Hi all, I want to get clarification on when I want to build an engine for FP16 with the configuration option
what should be the type of the precision bits for the weights that will be get assigned to the layers of a network.
I am taking the example from sample.py file which is present in the directory
In this file there is a method(api) called
def populate_method(network, weights):
I am pasting few lines of statements from this
input_tensor = network.add_input(name=ModelData.INPUT_NAME, dtype=ModelData.DTYPE, shape=ModelData.INPUT_SHAPE)
conv1_w = weights[‘conv1.weight’].numpy()
** conv1_b = weights[‘conv1.bias’].numpy()**
This sample.py is written to work with FP32 weights.

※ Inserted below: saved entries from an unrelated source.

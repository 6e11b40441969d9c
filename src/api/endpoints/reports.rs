//! Report endpoints: synthesis and latest-report retrieval.
//!
//! Synthesis is a single blocking call over all of the patient's study
//! summaries; the persisted report carries the raw citation tokens, and
//! display numbering is recomputed per render (`?rendered=true`).

use axum::extract::{Path, Query, State};
use axum::http::StatusCode;
use axum::Json;
use chrono::Utc;
use serde::{Deserialize, Serialize};
use uuid::Uuid;

use crate::api::endpoints::parse_id;
use crate::api::error::ApiError;
use crate::api::types::AppContext;
use crate::db;
use crate::models::Report;
use crate::pipeline::citations::{self, DisplayNumbering, RenderedSegment};

#[derive(Deserialize)]
pub struct CreateReportRequest {
    #[serde(default)]
    pub include_codes: bool,
}

/// `POST /api/patients/:id/reports`
pub async fn create(
    State(ctx): State<AppContext>,
    Path(id): Path<String>,
    Json(req): Json<CreateReportRequest>,
) -> Result<(StatusCode, Json<Report>), ApiError> {
    let patient_id = parse_id(&id, "patient")?;
    let patient = ctx
        .with_conn(|conn| db::get_patient(conn, &patient_id))?
        .ok_or_else(|| ApiError::NotFound("Patient not found".into()))?;
    let studies = ctx.with_conn(|conn| db::list_studies_for_patient(conn, &patient_id))?;
    if studies.is_empty() {
        return Err(ApiError::BadRequest(
            "Patient has no studies to report on".into(),
        ));
    }

    // Any study flagged for coding pulls code lists into the report.
    let include_codes = req.include_codes || studies.iter().any(|s| s.include_codes);

    let payload = ctx
        .reports
        .synthesize(&patient, &studies, include_codes)
        .await?;
    let report = Report {
        id: Uuid::new_v4(),
        patient_id,
        payload,
        created_at: Utc::now(),
    };
    ctx.with_conn(|conn| db::insert_report(conn, &report))?;
    tracing::info!(patient_id = %patient_id, report_id = %report.id, "Report persisted");

    Ok((StatusCode::CREATED, Json(report)))
}

#[derive(Deserialize)]
pub struct LatestReportQuery {
    #[serde(default)]
    pub rendered: bool,
}

/// One rendered run: pass-through text or a numbered citation marker.
#[derive(Serialize)]
#[serde(tag = "type", rename_all = "snake_case")]
pub enum SegmentDto {
    Text { text: String },
    Marker { id: String, number: usize },
}

impl From<RenderedSegment> for SegmentDto {
    fn from(segment: RenderedSegment) -> Self {
        match segment {
            RenderedSegment::Text(text) => SegmentDto::Text { text },
            RenderedSegment::Marker { id, number } => SegmentDto::Marker { id, number },
        }
    }
}

#[derive(Serialize)]
pub struct RenderedReport {
    pub findings: Vec<SegmentDto>,
    pub impression: Vec<SegmentDto>,
    pub next_steps: Vec<SegmentDto>,
}

#[derive(Serialize)]
pub struct LatestReportResponse {
    #[serde(flatten)]
    pub report: Report,
    #[serde(skip_serializing_if = "Option::is_none")]
    pub rendered: Option<RenderedReport>,
}

/// `GET /api/patients/:id/reports/latest`
pub async fn latest(
    State(ctx): State<AppContext>,
    Path(id): Path<String>,
    Query(query): Query<LatestReportQuery>,
) -> Result<Json<LatestReportResponse>, ApiError> {
    let patient_id = parse_id(&id, "patient")?;
    if ctx
        .with_conn(|conn| db::get_patient(conn, &patient_id))?
        .is_none()
    {
        return Err(ApiError::NotFound("Patient not found".into()));
    }

    let report = ctx
        .with_conn(|conn| db::latest_report_for_patient(conn, &patient_id))?
        .ok_or_else(|| ApiError::NotFound("No report exists for this patient".into()))?;

    // One numbering pass spans all three fields so markers stay stable
    // across the report.
    let rendered = query.rendered.then(|| {
        let mut numbering = DisplayNumbering::new();
        RenderedReport {
            findings: render_field(&report.payload.findings, &mut numbering),
            impression: render_field(&report.payload.impression, &mut numbering),
            next_steps: render_field(&report.payload.next_steps, &mut numbering),
        }
    });

    Ok(Json(LatestReportResponse { report, rendered }))
}

fn render_field(text: &str, numbering: &mut DisplayNumbering) -> Vec<SegmentDto> {
    citations::render_segments(text, numbering)
        .into_iter()
        .map(SegmentDto::from)
        .collect()
}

Suppose if I want to modify it to work with FP16, apart from using this statement
Do I need to convert the weights to be get assigned to all the layers present in the method(api)
If modifying weights to FP16 is not required, then I have few additional clarifications
- How the weights are being converted FP16?

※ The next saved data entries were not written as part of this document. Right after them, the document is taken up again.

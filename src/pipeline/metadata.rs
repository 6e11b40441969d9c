//! Study metadata extraction from the first uploaded image.
//!
//! Title, imaging date, and modality are each optional conveniences with
//! different failure contracts: a failed title falls back to a fixed
//! placeholder, a failed date is surfaced so the caller can demand manual
//! entry, and a failed modality is simply absent.

use std::sync::Arc;

use chrono::{DateTime, NaiveDate, NaiveDateTime, Utc};
use serde::Deserialize;

use super::inference::{RetryPolicy, TextInference};
use super::parse;
use super::prompts;
use crate::models::FieldConfidence;

/// Title stored when generation fails or produces nothing usable.
pub const UNTITLED_STUDY: &str = "Untitled Study";

/// Modalities the extractor is prepared to accept from the model.
const VALID_MODALITIES: &[&str] = &[
    "CT", "MRI", "X-RAY", "US", "ULTRASOUND", "PET", "NM", "MG", "FL", "DEXA", "CR", "DX",
];

/// Outcome of imaging-date extraction. `Failed` covers provider failure, a
/// `none` confidence verdict, and an unparseable date alike; the caller
/// decides whether that is fatal for the request.
#[derive(Debug, Clone, PartialEq)]
pub enum ExtractedDate {
    Found {
        datetime: DateTime<Utc>,
        confidence: FieldConfidence,
    },
    Failed,
}

pub struct MetadataExtractor {
    text: Arc<dyn TextInference>,
    retry: RetryPolicy,
}

impl MetadataExtractor {
    pub fn new(text: Arc<dyn TextInference>, retry: RetryPolicy) -> Self {
        Self { text, retry }
    }

    /// Generate a 3-8 word title from the study's first image. Never fails;
    /// an unusable answer falls back to [`UNTITLED_STUDY`].
    pub async fn study_title(&self, image_base64: &str, modality: Option<&str>) -> String {
        let prompt = prompts::study_title_prompt(modality);
        match self
            .retry
            .run("study_title", || {
                self.text.generate_with_image(&prompt, image_base64)
            })
            .await
        {
            Ok(raw) => {
                let title = tidy_title(&raw);
                if title.is_empty() {
                    UNTITLED_STUDY.to_string()
                } else {
                    title
                }
            }
            Err(error) => {
                tracing::warn!(error = %error, "Title generation failed, using fallback");
                UNTITLED_STUDY.to_string()
            }
        }
    }

    /// Read the imaging/acquisition date off the study's first image.
    pub async fn imaging_date(&self, image_base64: &str) -> ExtractedDate {
        match self
            .retry
            .run("imaging_date", || {
                self.text
                    .generate_with_image(prompts::DATE_EXTRACTION_PROMPT, image_base64)
            })
            .await
        {
            Ok(raw) => parse_date_response(&raw),
            Err(error) => {
                tracing::warn!(error = %error, "Date extraction failed");
                ExtractedDate::Failed
            }
        }
    }

    /// Identify the imaging modality. Failure is non-fatal and reported as
    /// `None`.
    pub async fn imaging_modality(&self, image_base64: &str) -> Option<String> {
        match self
            .retry
            .run("imaging_modality", || {
                self.text
                    .generate_with_image(prompts::MODALITY_EXTRACTION_PROMPT, image_base64)
            })
            .await
        {
            Ok(raw) => normalize_modality(&raw),
            Err(error) => {
                tracing::warn!(error = %error, "Modality extraction failed");
                None
            }
        }
    }
}

fn tidy_title(raw: &str) -> String {
    let title = raw.trim();
    let title = title.strip_prefix('"').unwrap_or(title);
    let title = title.strip_suffix('"').unwrap_or(title);
    let title = title.strip_prefix('\'').unwrap_or(title);
    let title = title.strip_suffix('\'').unwrap_or(title);
    let title = title.strip_suffix('.').unwrap_or(title);
    title.trim().to_string()
}

#[derive(Deserialize)]
struct DateExtractionPayload {
    date: Option<String>,
    confidence: Option<String>,
}

fn parse_date_response(raw: &str) -> ExtractedDate {
    let Some(json) = parse::extract_json_object(raw) else {
        return ExtractedDate::Failed;
    };

    let payload: DateExtractionPayload = match serde_json::from_str(&json) {
        Ok(payload) => payload,
        Err(error) => {
            tracing::warn!(error = %error, "Unparseable date extraction payload");
            return ExtractedDate::Failed;
        }
    };

    let confidence = payload
        .confidence
        .as_deref()
        .and_then(|c| c.parse::<FieldConfidence>().ok())
        .unwrap_or(FieldConfidence::None);
    if !confidence.is_usable() {
        return ExtractedDate::Failed;
    }

    match payload.date.as_deref().and_then(parse_extracted_datetime) {
        Some(datetime) => ExtractedDate::Found {
            datetime,
            confidence,
        },
        None => ExtractedDate::Failed,
    }
}

/// Accept the two formats the prompt requests: a bare date, or a date with
/// an HH:mm time.
fn parse_extracted_datetime(value: &str) -> Option<DateTime<Utc>> {
    if let Ok(naive) = NaiveDateTime::parse_from_str(value, "%Y-%m-%dT%H:%M") {
        return Some(naive.and_utc());
    }
    if let Ok(date) = NaiveDate::parse_from_str(value, "%Y-%m-%d") {
        return Some(date.and_hms_opt(0, 0, 0)?.and_utc());
    }
    None
}

fn normalize_modality(raw: &str) -> Option<String> {
    let modality = raw.trim().to_uppercase();
    if !VALID_MODALITIES.contains(&modality.as_str()) {
        return None;
    }
    let normalized = match modality.as_str() {
        "ULTRASOUND" => "US",
        "X-RAY" | "CR" | "DX" => "X-Ray",
        other => other,
    };
    Some(normalized.to_string())
}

- Which module does this tensorrt?
- Even though FP16 weights are being used, but the input test data is still in FP32 format. In this case how the convolution happens between two numbers, one with FP32(test data) and the other with FP16(model weights). Will it not impact the inference time?
Please clarify all these doubts. These are required urgently as it is required to provide information in my research paper.
Thanks and Regards